癌症是一类由基因突变以及转录、表观遗传和蛋白质组学的变化引起的多基因疾病,这些变化可以作为早期筛查、诊断和个体化治疗的重要生物标志物。例如,几种已知致癌基因(例如EGFRHER2KRAS)和肿瘤抑制基因(例如TP53PTENPI3K)的突变已被用作生物标志物,指导乳腺癌、卵巢癌、肺癌和前列腺癌等疾病的治疗

 
下一代测序(NGS)的广泛应用显著地促进了血液、尿液、唾液、胸腔积液和脑脊液(即液体活检)中癌症生物标志物的发现。
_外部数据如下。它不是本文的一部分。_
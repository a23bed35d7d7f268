use crate::{config::TensorLayout, error::PredictionError};
use image::{imageops::FilterType, DynamicImage, ImageFormat, RgbImage};
use ndarray::{Array, Array4};

pub const ACCEPTED_FORMATS: [ImageFormat; 2] = [ImageFormat::Png, ImageFormat::Jpeg];

#[derive(Debug, Clone, Copy, PartialEq, Eq)]
pub struct InputSpec {
    pub size: u32,
    pub layout: TensorLayout,
}

impl InputSpec {
    pub fn shape(&self) -> (usize, usize, usize, usize) {
        let size = self.size as usize;
        match self.layout {
            TensorLayout::Nhwc => (1, size, size, 3),
            TensorLayout::Nchw => (1, 3, size, size),
        }
    }
}

pub fn decode_image(image_data: &[u8]) -> Result<DynamicImage, PredictionError> {
    if image_data.is_empty() {
        return Err(PredictionError::EmptyImage);
    }

    let image_reader = image::ImageReader::new(std::io::Cursor::new(image_data))
        .with_guessed_format()
        .map_err(|e| PredictionError::Decode(image::ImageError::IoError(e)))?;

    match image_reader.format() {
        Some(format) if ACCEPTED_FORMATS.contains(&format) => {}
        Some(format) => {
            return Err(PredictionError::UnsupportedFormat(format!("{:?}", format)));
        }
        None => return Err(PredictionError::UnsupportedFormat("unknown".to_string())),
    }

    Ok(image_reader.decode()?)
}

/// Decodes `image_data` and turns it into a batch of one normalized image.
pub fn transform_image(image_data: &[u8], spec: InputSpec) -> Result<Array4<f32>, PredictionError> {
    let original_img = decode_image(image_data)?;
    let rgb = original_img.to_rgb8();
    let resized = image::imageops::resize(&rgb, spec.size, spec.size, FilterType::CatmullRom);

    Ok(image_to_tensor(&resized, spec.layout))
}

pub fn image_to_tensor(img: &RgbImage, layout: TensorLayout) -> Array4<f32> {
    let (width, height) = img.dimensions();
    let (w, h) = (width as usize, height as usize);

    let mut input = match layout {
        TensorLayout::Nhwc => Array::zeros((1, h, w, 3)),
        TensorLayout::Nchw => Array::zeros((1, 3, h, w)),
    };

    for (x, y, pixel) in img.enumerate_pixels() {
        let (x, y) = (x as usize, y as usize);
        for (c, value) in pixel.0.iter().enumerate() {
            let value = (*value as f32) / 255.;
            match layout {
                TensorLayout::Nhwc => input[[0, y, x, c]] = value,
                TensorLayout::Nchw => input[[0, c, y, x]] = value,
            }
        }
    }

    input
}

#[cfg(test)]
mod tests {
    use super::*;
    use image::{ImageBuffer, Rgb, Rgba};
    use std::io::Cursor;

    fn encode(img: DynamicImage, format: ImageFormat) -> Vec<u8> {
        let mut cursor = Cursor::new(Vec::new());
        img.write_to(&mut cursor, format).unwrap();
        cursor.into_inner()
    }

    fn close(a: f32, b: f32) -> bool {
        (a - b).abs() < 0.01
    }

    const INPUT_224: InputSpec = InputSpec {
        size: 224,
        layout: TensorLayout::Nhwc,
    };

    #[test]
    fn test_transform_image_nhwc() {
        let img = ImageBuffer::<Rgb<u8>, Vec<u8>>::from_pixel(100, 60, Rgb([255, 0, 51]));
        let image_data = encode(DynamicImage::from(img), ImageFormat::Png);

        let input = transform_image(&image_data, INPUT_224).unwrap();

        assert_eq!(input.shape(), &[1, 224, 224, 3]);
        assert!(close(input[[0, 10, 10, 0]], 1.0));
        assert!(close(input[[0, 10, 10, 1]], 0.0));
        assert!(close(input[[0, 200, 150, 2]], 0.2));
    }

    #[test]
    fn test_transform_image_nchw() {
        let img = ImageBuffer::<Rgb<u8>, Vec<u8>>::from_pixel(32, 32, Rgb([0, 255, 0]));
        let image_data = encode(DynamicImage::from(img), ImageFormat::Png);
        let nchw = InputSpec {
            size: 16,
            layout: TensorLayout::Nchw,
        };

        let input = transform_image(&image_data, nchw).unwrap();

        assert_eq!(input.shape(), &[1, 3, 16, 16]);
        assert_eq!(nchw.shape(), (1, 3, 16, 16));
        assert!(close(input[[0, 1, 5, 5]], 1.0));
        assert!(close(input[[0, 0, 5, 5]], 0.0));
    }

    #[test]
    fn test_values_stay_in_unit_range() {
        let img = ImageBuffer::from_fn(50, 50, |x, y| Rgb([(x * 5) as u8, (y * 5) as u8, 255]));
        let image_data = encode(DynamicImage::from(img), ImageFormat::Jpeg);

        let input = transform_image(&image_data, INPUT_224).unwrap();

        assert!(input.iter().all(|v| (0.0..=1.0).contains(v)));
    }

    #[test]
    fn test_alpha_channel_is_dropped() {
        let img = ImageBuffer::<Rgba<u8>, Vec<u8>>::from_pixel(8, 8, Rgba([0, 0, 255, 0]));
        let image_data = encode(DynamicImage::from(img), ImageFormat::Png);

        let input = transform_image(&image_data, INPUT_224).unwrap();

        assert_eq!(input.shape(), &[1, 224, 224, 3]);
        assert!(close(input[[0, 0, 0, 2]], 1.0));
    }

    #[test]
    fn test_rejects_empty_input() {
        let err = transform_image(&[], INPUT_224).unwrap_err();
        assert!(matches!(err, PredictionError::EmptyImage));
        assert!(err.is_client_error());
    }

    #[test]
    fn test_rejects_garbage() {
        let err = transform_image(b"definitely not a picture", INPUT_224).unwrap_err();
        assert!(matches!(err, PredictionError::UnsupportedFormat(_)));
    }

    #[test]
    fn test_rejects_other_formats() {
        let img = ImageBuffer::<Rgb<u8>, Vec<u8>>::from_pixel(4, 4, Rgb([1, 2, 3]));
        let image_data = encode(DynamicImage::from(img), ImageFormat::Bmp);

        let err = transform_image(&image_data, INPUT_224).unwrap_err();
        assert!(matches!(err, PredictionError::UnsupportedFormat(_)));
    }

    #[test]
    fn test_truncated_png_is_a_decode_error() {
        let img = ImageBuffer::<Rgb<u8>, Vec<u8>>::from_pixel(64, 64, Rgb([9, 9, 9]));
        let mut image_data = encode(DynamicImage::from(img), ImageFormat::Png);
        image_data.truncate(40);

        let err = transform_image(&image_data, INPUT_224).unwrap_err();
        assert!(matches!(err, PredictionError::Decode(_)));
        assert!(err.is_client_error());
    }
}
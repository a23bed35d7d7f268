use crate::session::{PageView, ResultPanel};

const STYLE: &str = include_str!("../assets/style.css");

pub const TITLE: &str = "Papaya Ripeness Classifier";
pub const START_PROMPT: &str =
    "📱 Select or take a photo of a papaya to start classifying its ripeness.";
pub const NO_IMAGE_PROMPT: &str = "⚠️ Select or take a photo first!";

pub fn escape_html(text: &str) -> String {
    let mut escaped = String::with_capacity(text.len());
    for c in text.chars() {
        match c {
            '&' => escaped.push_str("&amp;"),
            '<' => escaped.push_str("&lt;"),
            '>' => escaped.push_str("&gt;"),
            '"' => escaped.push_str("&quot;"),
            '\'' => escaped.push_str("&#39;"),
            _ => escaped.push(c),
        }
    }
    escaped
}

pub fn render_result(result: &ResultPanel) -> String {
    match result {
        ResultPanel::Success { label, confidence } => format!(
            r#"<div class="result-success">✅ Result: {} ({:.2}%)</div>"#,
            escape_html(&label.to_uppercase()),
            confidence * 100.
        ),
        ResultPanel::Error(message) => format!(
            r#"<div class="result-error">❌ {}</div>"#,
            escape_html(message)
        ),
        ResultPanel::Info(message) => {
            format!(r#"<div class="result-info">{}</div>"#, escape_html(message))
        }
    }
}

pub fn render_page(view: &PageView, accept: &str) -> String {
    let preview = if view.has_image {
        format!(
            r#"<figure class="preview"><img src="/image?v={}" alt="Image preview"><figcaption>Image preview</figcaption></figure>"#,
            view.image_version
        )
    } else {
        String::new()
    };

    let result = match &view.result {
        Some(result) => render_result(result),
        None if !view.has_image => render_result(&ResultPanel::Info(START_PROMPT.to_string())),
        None => String::new(),
    };

    format!(
        r#"<!DOCTYPE html>
<html lang="en">
<head>
<meta charset="utf-8">
<meta name="viewport" content="width=device-width, initial-scale=1">
<title>{title}</title>
<style>{style}</style>
</head>
<body>
<div class="papaya-container">
<h1 class="papaya-title">🍈 {title}</h1>
<form action="/upload" method="post" enctype="multipart/form-data">
<label class="picker">📷 Take a photo
<input type="file" name="camera" accept="image/*" capture="environment" onchange="this.form.submit()">
</label>
<label class="picker">🖼 Choose from gallery
<input type="file" name="file" accept="{accept}" onchange="this.form.submit()">
</label>
<noscript><button type="submit">⬆️ Upload</button></noscript>
</form>
{preview}
<form action="/predict" method="post">
<button type="submit">🔍 Predict</button>
</form>
{result}
</div>
</body>
</html>
"#,
        title = TITLE,
        style = STYLE,
        accept = escape_html(accept),
        preview = preview,
        result = result,
    )
}
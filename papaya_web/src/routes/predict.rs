use crate::{
    error::WebError,
    page::NO_IMAGE_PROMPT,
    server::SharedState,
    session::ResultPanel,
};
use axum::{
    body::Bytes,
    extract::{rejection::BytesRejection, State},
    response::{IntoResponse, Json, Redirect},
};
use axum_extra::extract::cookie::CookieJar;
use papaya_prediction::{Prediction, PredictionError};
use serde::Serialize;
use std::time::Instant;
use tracing::instrument;

async fn run_prediction(
    state: &SharedState,
    image_data: Vec<u8>,
    route: &str,
) -> Result<Prediction, PredictionError> {
    let started = Instant::now();
    let result = state.inference.classify(image_data).await;
    state
        .metrics
        .record_prediction_duration(started.elapsed().as_millis() as u64, route);

    match &result {
        Ok(prediction) => {
            tracing::info!(
                "Predicted {} with confidence {:.3}",
                prediction.label,
                prediction.confidence
            );
            state.metrics.record_prediction(&prediction.label);
        }
        Err(e) => {
            tracing::warn!("Prediction failed: {}", e);
            state.metrics.record_prediction("error");
        }
    }

    result
}

#[instrument(skip(state, jar))]
pub async fn predict_form(State(state): State<SharedState>, jar: CookieJar) -> impl IntoResponse {
    state.metrics.record_request("/predict");
    let (jar, session_id) = state.sessions.resolve(jar);

    let panel = match state.sessions.current_image(session_id) {
        None => ResultPanel::Info(NO_IMAGE_PROMPT.to_string()),
        Some(image) => match run_prediction(&state, image.to_vec(), "/predict").await {
            Ok(prediction) => ResultPanel::Success {
                label: prediction.label,
                confidence: prediction.confidence,
            },
            Err(e) => ResultPanel::Error(format!("Prediction error: {}", e)),
        },
    };
    state.sessions.set_result(session_id, panel);

    (jar, Redirect::to("/"))
}

#[instrument(skip(state, image_data))]
pub async fn predict_api(
    State(state): State<SharedState>,
    image_data: Result<Bytes, BytesRejection>,
) -> Result<Json<Prediction>, WebError> {
    state.metrics.record_request("/api/predict");
    let image_data = image_data?;
    if image_data.is_empty() {
        return Err(WebError::BadRequest("no image provided".to_string()));
    }

    let prediction = run_prediction(&state, image_data.to_vec(), "/api/predict").await?;

    Ok(Json(prediction))
}

#[derive(Serialize)]
pub struct ClassLabels {
    class_labels: Vec<String>,
}

pub async fn class_labels(State(state): State<SharedState>) -> Json<ClassLabels> {
    Json(ClassLabels {
        class_labels: state.inference.labels().to_vec(),
    })
}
利用NGS对整个基因组或数千个突变同时进行高效测序,可以作为生物标志物检测和发现的有力工具
 
其中,常见的体液样本中检测的肿瘤生物标志物包括游离核酸(cfDNA/cfRNA)、细胞外囊泡(Extracellular Vesicles,EV)、循环肿瘤细胞(Circulating Tumor Cell,CTC)等
 
一、游离核酸
 
游离核酸(cfDNA/cfRNA)是循环于体液中而游离于细胞外的核酸,主要是机体内的细胞程序性死亡后裂解所释放出的DNA或者RNA。
 
· cfDNA(cell free DNA)
cfDNA是体液样本研究领域广泛检测的对象,尤其是游离在体液中的循环肿瘤DNA(ctDNA)。ctDNA来源于凋亡或坏死的肿瘤细胞,是恶性肿瘤的特征。外周血中的ctDNA包含了癌基因/抑癌基因的突变、微卫星不稳定、后生遗传学变异等基因变异信息,现阶段主要通过高通量测序技术检测分析这些信息并应用于临床。
 
· cfRNA(cell free RNA)
cfRNA,是存在于人体循环系统中的一些内源性或外源性微量RNA片段,包括mRNA、miRNA和lncRNA等。
 
科研人员发现,单纯的ctDNA检测不能全面反映疾病在RNA水平的生物活性,无法明确突变对细胞进程的影响。而RNA水平的检测能明确癌症在特定时间发生的变化,可定期监控疾病的发展及对治疗的反应,并预测身患同一癌症的不同个体将对不同疗法有何反应,因此受到广泛关注。
 
二、细胞外囊泡
 
细胞外囊泡(EV)是细胞在静息或应激状态下释放的各种具有脂质双层膜结构的囊泡总称,主要由外泌体、微囊泡和凋亡小体组成,广泛存在于细胞培养上清以及血液、尿液等体液中,被认为是潜在的生物标志物。
 
三、循环肿瘤细胞
 
循环肿瘤细胞(CTC),是指从实体瘤中脱离出来并进入外周血液循环的肿瘤细胞,CTC数目往往很少。
 
目前对游离核酸(cfDNA、cfRNA)的应用比较成熟。不少研究人员开始同时检测cfDNA与cfRNA两个水平的变化,联合分析提供更全面的临床数据。但是,在研究游离核酸检测样本时,研发人员常面临多种挑战:
1. 游离核酸在外周血中含量较低。
2. 游离核酸稳定性、完整性不足,存在一定程度降解。
3. 建库流程较长,操作繁琐,对实验员素质有更高要求。
对以上困难点,通常考虑从两个方面进行解决:当核酸含量不足时,可以选择一些更好的核酸提取技术,也可以选择低起始量的文库构建方案;对于核酸品质差,降解严重的样本,可以选择兼容低品质核酸的文库构建技术。综合看来,选择能支持微量核酸起始、兼容不同品质核酸的文库构建技术能够一次解决上述所有问题。
 
Takara的可用于cfRNA、cfDNA的NGS解决方案,可以从容面对游离核酸样本研究遇到的多种瓶颈。
 
cfRNA文库构建
SMARTer Stranded Total RNA-Seq Kit v3 - Pico Input Mammalian(Pico v3)
 
Pico v3如何解决FFPE、cfRNA样本降解,微量建库的难题:
① Pico v3支持250 pg-10 ng total RNA起始,即使珍贵的微量临床样本,也无需过于担心样本量不足。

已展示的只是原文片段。